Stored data

__________________________________________________

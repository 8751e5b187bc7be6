//! Relay configuration.

use std::time::Duration;

/// Default listen port of the relay
pub const DEFAULT_PORT: u16 = 3001;
/// Default identity pool size (Alice, Bob, Charlie)
pub const DEFAULT_POOL_SIZE: usize = 3;
/// Default capacity of each connection's outbound buffer (frames)
pub const DEFAULT_OUTBOUND_BUFFER: usize = 64;
/// Default timeout of a single socket write
pub const DEFAULT_WRITE_TIMEOUT_MS: u64 = 5000;

/// `init` and the first roster are queued before the writer starts.
const MIN_OUTBOUND_BUFFER: usize = 2;

/// Runtime configuration of the relay
#[derive(Debug, Clone, PartialEq, Eq)]
pub struct RelayConfig {
    pub host: String,
    pub port: u16,
    pub pool_size: usize,
    outbound_buffer: usize,
    pub write_timeout: Duration,
}

impl RelayConfig {
    pub fn new(host: impl Into<String>, port: u16) -> Self {
        Self {
            host: host.into(),
            port,
            ..Self::default()
        }
    }

    pub fn with_pool_size(mut self, pool_size: usize) -> Self {
        self.pool_size = pool_size;
        self
    }

    /// 送信バッファ容量を設定（下限は 2）
    pub fn with_outbound_buffer(mut self, outbound_buffer: usize) -> Self {
        self.outbound_buffer = outbound_buffer.max(MIN_OUTBOUND_BUFFER);
        self
    }

    pub fn with_write_timeout(mut self, write_timeout: Duration) -> Self {
        self.write_timeout = write_timeout;
        self
    }

    pub fn outbound_buffer(&self) -> usize {
        self.outbound_buffer
    }

    pub fn bind_addr(&self) -> String {
        format!("{}:{}", self.host, self.port)
    }
}

impl Default for RelayConfig {
    fn default() -> Self {
        Self {
            host: "127.0.0.1".to_string(),
            port: DEFAULT_PORT,
            pool_size: DEFAULT_POOL_SIZE,
            outbound_buffer: DEFAULT_OUTBOUND_BUFFER,
            write_timeout: Duration::from_millis(DEFAULT_WRITE_TIMEOUT_MS),
        }
    }
}

#[cfg(test)]
mod tests {
    use super::*;

    #[test]
    fn test_default_config() {
        // テスト項目: デフォルト設定はポート 3001、プールサイズ 3
        // given (前提条件):

        // when (操作):
        let config = RelayConfig::default();

        // then (期待する結果):
        assert_eq!(config.port, 3001);
        assert_eq!(config.pool_size, 3);
        assert_eq!(config.outbound_buffer(), 64);
        assert_eq!(config.bind_addr(), "127.0.0.1:3001");
    }

    #[test]
    fn test_outbound_buffer_has_lower_bound() {
        // テスト項目: 送信バッファ容量は 2 未満にならない
        // given (前提条件):
        let config = RelayConfig::new("0.0.0.0", 0);

        // when (操作):
        let config = config.with_outbound_buffer(0);

        // then (期待する結果):
        assert_eq!(config.outbound_buffer(), 2);
    }
}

__________________________________________________

## Task prompt
The lines above from the one with "use super::*;" through the one with "送信バッファ容量は 2 未満にならない" are to be duplicated exactly, ends included, with nothing added.

## Output
    use super::*;

    #[test]
    fn test_default_config() {
        // テスト項目: デフォルト設定はポート 3001、プールサイズ 3
        // given (前提条件):

        // when (操作):
        let config = RelayConfig::default();

        // then (期待する結果):
        assert_eq!(config.port, 3001);
        assert_eq!(config.pool_size, 3);
        assert_eq!(config.outbound_buffer(), 64);
        assert_eq!(config.bind_addr(), "127.0.0.1:3001");
    }

    #[test]
    fn test_outbound_buffer_has_lower_bound() {
        // テスト項目: 送信バッファ容量は 2 未満にならない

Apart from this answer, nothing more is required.